This is a stressful time in our ASD household. Christmas brings so much change to normal daily routine with a Christmas tree being put up, Christmas activities at school, presents, family and friends coming to visit over Christmas, sensory overload caused by bright lights, music on high volume when out shopping etc.
Our youngest son’s life revolves around how many sleeps until the weekend, holidays, particular event etc. This year is the first year he has associated a chocolate advent calendar with the countdown to Christmas and it has confused him, as the doors are opened according to the date it is in December, rather than how many sleeps like the countdown charts we use at home. Next year, we will have to open up the doors in reverse order, so that we can arrive at number 1 on Christmas Eve and not 24.
December is always a busy month for our daughter and in the space of five days she performed twice in the school panto, sang in London with the school choir and performed at the Indigo Theatre at the O2 with her drama group. She is driven by her goals and last week seemed a bit flat in comparison to the highs she experienced performing the previous week. To compensate it, she has now written herself a bucket list for the Christmas holidays to ensure she reaches some new goals.
Our Christmas tree went up when the kids packed up school. So far so good and it is still standing upright. It will come down soon after Christmas, as our youngest son will not tolerate it being up in the living room for too long. At the other extreme, our daughter has had a tree up in her room since the end of November and if this year is anything to go by, it is not likely to come down before Easter. She finds it to be a useful deterrent to keep her youngest brother out of her bedroom as he doesn’t like looking at it.
We continue to not wrap up presents for our youngest son, as if we do, it causes him too much anxiety. He likes to be able to see what he is receiving, rather than getting a surprise. If it means he is happier and more likely to play with his toys, then it’s the best thing to do for him. We do the same on his birthday as well and makes the day run a lot smoother than it used to. We also spread presents over a few days, as otherwise our youngest son is overwhelmed. Our other children are quite happy with this arrangement as it means the magic of Christmas goes on for longer.
To cope with sensory overload caused by the change that Christmas brings, our youngest son has been engaging in lots of sensory activities and watching the same DVDs over and over again. I’ve lost count of the number of times I’ve heard him sing Hakuna Matata from Lion King in the past couple of weeks and how many times he has watched Curious George. He always returns to old favourites when he’s anxious and has been spending some of his time acting out being a monkey or lion with the relevant sound effects.

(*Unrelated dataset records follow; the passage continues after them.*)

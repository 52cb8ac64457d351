//! CLI output formatting for `check` runs.
//!
//! Every file gets a header line (positional index + path) followed by
//! indented context lines:
//!
//! ```text
//! 001 photos/beach.jpg
//!     Accepted: 1200x800, 240.5 KB
//!     SHA-256: 9f86d081884c7d65…
//! 002 photos/panorama.png
//!     Compressed: 3000x1000, 6 MB → 1.21 MB
//!     SHA-256: 2c26b46b68ffc68f…
//!     Written: out/panorama.png
//! 003 photos/icon.gif
//!     Rejected (too_small): Image is too small. Minimum size is 100x100 pixels
//!
//! Checked 3 files: 2 accepted (1 compressed), 1 rejected
//! ```
//!
//! `format_*` functions return lines and do no I/O; `print_*` wrappers write
//! them to stdout.

use crate::error::UploadError;
use crate::pipeline::Accepted;
use crate::validate::format_file_size;
use serde::Serialize;
use sha2::{Digest, Sha256};
use std::path::Path;

/// Result of checking one file.
#[derive(Debug, Clone, PartialEq, Serialize)]
pub struct FileReport {
    pub path: String,
    pub original_bytes: u64,
    #[serde(flatten)]
    pub outcome: FileOutcome,
}

#[derive(Debug, Clone, PartialEq, Serialize)]
#[serde(tag = "status", rename_all = "snake_case")]
pub enum FileOutcome {
    Accepted {
        width: u32,
        height: u32,
        compressed: bool,
        final_bytes: u64,
        /// Hex SHA-256 of the accepted output.
        sha256: String,
        written: Option<String>,
    },
    Rejected {
        code: &'static str,
        message: String,
    },
}

impl FileReport {
    pub fn accepted(path: &Path, original_bytes: u64, accepted: &Accepted, bytes: &[u8]) -> Self {
        Self {
            path: path.display().to_string(),
            original_bytes,
            outcome: FileOutcome::Accepted {
                width: accepted.original.width,
                height: accepted.original.height,
                compressed: accepted.compressed,
                final_bytes: bytes.len() as u64,
                sha256: format!("{:x}", Sha256::digest(bytes)),
                written: None,
            },
        }
    }

    pub fn rejected(path: &Path, original_bytes: u64, error: &UploadError) -> Self {
        Self {
            path: path.display().to_string(),
            original_bytes,
            outcome: FileOutcome::Rejected {
                code: error.code(),
                message: error.to_string(),
            },
        }
    }

    /// Record where the accepted output was written.
    pub fn with_written(mut self, dest: &Path) -> Self {
        if let FileOutcome::Accepted { written, .. } = &mut self.outcome {
            *written = Some(dest.display().to_string());
        }
        self
    }

    pub fn is_accepted(&self) -> bool {
        matches!(self.outcome, FileOutcome::Accepted { .. })
    }
}

/// Totals over a run.
#[derive(Debug, Default, Clone, Copy, PartialEq, Eq, Serialize)]
pub struct CheckSummary {
    pub checked: usize,
    pub accepted: usize,
    pub compressed: usize,
    pub rejected: usize,
}

impl CheckSummary {
    pub fn from_reports(reports: &[FileReport]) -> Self {
        reports.iter().fold(Self::default(), |mut s, r| {
            s.checked += 1;
            match r.outcome {
                FileOutcome::Accepted { compressed, .. } => {
                    s.accepted += 1;
                    if compressed {
                        s.compressed += 1;
                    }
                }
                FileOutcome::Rejected { .. } => s.rejected += 1,
            }
            s
        })
    }
}

fn format_index(pos: usize) -> String {
    format!("{:0>3}", pos)
}

fn indent(depth: usize) -> String {
    "    ".repeat(depth)
}

/// Lines for one file, `index` being 1-based.
pub fn format_file_report(index: usize, report: &FileReport) -> Vec<String> {
    let mut lines = vec![format!("{} {}", format_index(index), report.path)];
    match &report.outcome {
        FileOutcome::Accepted {
            width,
            height,
            compressed,
            final_bytes,
            sha256,
            written,
        } => {
            if *compressed {
                lines.push(format!(
                    "{}Compressed: {}x{}, {} → {}",
                    indent(1),
                    width,
                    height,
                    format_file_size(report.original_bytes),
                    format_file_size(*final_bytes)
                ));
            } else {
                lines.push(format!(
                    "{}Accepted: {}x{}, {}",
                    indent(1),
                    width,
                    height,
                    format_file_size(*final_bytes)
                ));
            }
            lines.push(format!("{}SHA-256: {}", indent(1), sha256));
            if let Some(dest) = written {
                lines.push(format!("{}Written: {}", indent(1), dest));
            }
        }
        FileOutcome::Rejected { code, message } => {
            lines.push(format!("{}Rejected ({}): {}", indent(1), code, message));
        }
    }
    lines
}

pub fn format_summary(summary: &CheckSummary) -> String {
    let noun = if summary.checked == 1 { "file" } else { "files" };
    format!(
        "Checked {} {}: {} accepted ({} compressed), {} rejected",
        summary.checked, noun, summary.accepted, summary.compressed, summary.rejected
    )
}

/// Full text report: every file, a blank line, then the summary.
pub fn format_check_output(reports: &[FileReport]) -> Vec<String> {
    let mut lines: Vec<String> = reports
        .iter()
        .enumerate()
        .flat_map(|(i, r)| format_file_report(i + 1, r))
        .collect();
    if !reports.is_empty() {
        lines.push(String::new());
    }
    lines.push(format_summary(&CheckSummary::from_reports(reports)));
    lines
}

#[derive(Serialize)]
struct JsonReport<'a> {
    files: &'a [FileReport],
    summary: CheckSummary,
}

/// Machine-readable report.
pub fn format_check_json(reports: &[FileReport]) -> serde_json::Result<String> {
    serde_json::to_string_pretty(&JsonReport {
        files: reports,
        summary: CheckSummary::from_reports(reports),
    })
}

pub fn print_check_output(reports: &[FileReport]) {
    for line in format_check_output(reports) {
        println!("{}", line);
    }
}

#[cfg(test)]
mod tests {
    use super::*;
    use crate::error::DimensionViolation;
    use crate::imaging::ImageDimensions;
    use crate::types::CandidateFile;

    fn accepted(compressed: bool) -> Accepted {
        Accepted {
            file: CandidateFile::from_bytes("beach.jpg", "image/jpeg", b"abc".to_vec()),
            preview: String::new(),
            original: ImageDimensions {
                width: 1200,
                height: 800,
            },
            compressed,
        }
    }

    fn too_small() -> UploadError {
        UploadError::InvalidDimensions(DimensionViolation::TooSmall {
            min_width: 100,
            min_height: 100,
        })
    }

    #[test]
    fn format_index_pads() {
        assert_eq!(format_index(1), "001");
        assert_eq!(format_index(42), "042");
        assert_eq!(format_index(1234), "1234");
    }

    #[test]
    fn accepted_report_has_digest() {
        let r = FileReport::accepted(Path::new("beach.jpg"), 3, &accepted(false), b"abc");
        let FileOutcome::Accepted { sha256, .. } = &r.outcome else {
            panic!("expected accepted");
        };
        assert_eq!(
            sha256,
            "ba7816bf8f01cfea414140de5dae2223b00361a396177a9cb410ff61f20015ad"
        );
    }

    #[test]
    fn accepted_lines() {
        let r = FileReport::accepted(Path::new("beach.jpg"), 3, &accepted(false), b"abc");
        let lines = format_file_report(1, &r);
        assert_eq!(lines[0], "001 beach.jpg");
        assert_eq!(lines[1], "    Accepted: 1200x800, 3 Bytes");
        assert!(lines[2].starts_with("    SHA-256: ba7816bf"));
        assert_eq!(lines.len(), 3);
    }

    #[test]
    fn compressed_lines_show_both_sizes() {
        let r = FileReport::accepted(Path::new("p.png"), 6 * 1024 * 1024, &accepted(true), &[0u8; 1536])
            .with_written(Path::new("out/p.png"));
        let lines = format_file_report(2, &r);
        assert_eq!(lines[1], "    Compressed: 1200x800, 6 MB → 1.5 KB");
        assert_eq!(lines[3], "    Written: out/p.png");
    }

    #[test]
    fn rejected_lines() {
        let r = FileReport::rejected(Path::new("icon.gif"), 10, &too_small());
        assert_eq!(
            format_file_report(3, &r),
            vec![
                "003 icon.gif".to_string(),
                "    Rejected (too_small): Image is too small. Minimum size is 100x100 pixels"
                    .to_string(),
            ]
        );
    }

    #[test]
    fn with_written_ignores_rejections() {
        let r = FileReport::rejected(Path::new("a.bmp"), 1, &UploadError::UnreadableImage)
            .with_written(Path::new("out/a.bmp"));
        assert!(!r.is_accepted());
        assert!(matches!(r.outcome, FileOutcome::Rejected { .. }));
    }

    #[test]
    fn summary_counts() {
        let reports = vec![
            FileReport::accepted(Path::new("a.jpg"), 3, &accepted(false), b"abc"),
            FileReport::accepted(Path::new("b.jpg"), 3, &accepted(true), b"ab"),
            FileReport::rejected(Path::new("c.gif"), 3, &too_small()),
        ];
        let lines = format_check_output(&reports);
        assert_eq!(lines[lines.len() - 2], "");
        assert_eq!(
            lines.last().unwrap(),
            "Checked 3 files: 2 accepted (1 compressed), 1 rejected"
        );
    }

    #[test]
    fn empty_run_prints_only_summary() {
        assert_eq!(
            format_check_output(&[]),
            vec!["Checked 0 files: 0 accepted (0 compressed), 0 rejected".to_string()]
        );
    }

    #[test]
    fn json_is_tagged_by_status() {
        let reports = vec![
            FileReport::accepted(Path::new("a.jpg"), 3, &accepted(false), b"abc"),
            FileReport::rejected(Path::new("c.gif"), 3, &too_small()),
        ];
        let json: serde_json::Value =
            serde_json::from_str(&format_check_json(&reports).unwrap()).unwrap();

        assert_eq!(json["files"][0]["status"], "accepted");
        assert_eq!(json["files"][0]["width"], 1200);
        assert_eq!(json["files"][0]["path"], "a.jpg");
        assert_eq!(json["files"][1]["status"], "rejected");
        assert_eq!(json["files"][1]["code"], "too_small");
        assert_eq!(json["summary"]["rejected"], 1);
    }
}
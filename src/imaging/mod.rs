//! Image processing: geometry probe and conditional re-encode.
//!
//! | Operation | Crate / function |
//! |---|---|
//! | **Identify** | `image::ImageReader::into_dimensions` |
//! | **Resize → source format** | Lanczos3 + `image` encoders (JPEG at quality 85) |
//!
//! The module is split into:
//! - **Calculations**: Pure functions for threshold and dimension math (unit testable)
//! - **Parameters**: Data structures describing image operations
//! - **Backend**: [`ImageBackend`] trait + [`RustBackend`]
//! - **Operations**: Async functions combining calculations + backend

pub mod backend;
mod calculations;
pub mod operations;
mod params;
pub mod rust_backend;

pub use backend::{BackendError, ImageBackend, ImageDimensions};
pub use calculations::{calculate_target_dimensions, needs_compression};
pub use operations::{check_dimensions, compress_if_needed, load_contents, probe_dimensions};
pub use params::{CompressionPolicy, Quality, ResizeParams};
pub use rust_backend::RustBackend;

The next few days will remain quiet in our house, so that our youngest son can cope with Christmas. To ensure our eldest son gets some time to release his energy, as he wants to be out and about, he is doing a two day rugby training course at Saracens from tomorrow. Our daughter is working through her bucket list, so she is happy as well.
Christmas is probably a quieter event in our household compared to most, but as long as all three of our kids are happy, then we are happy. We don’t conform to what is expected of Christmas, instead we do what works for us as a family.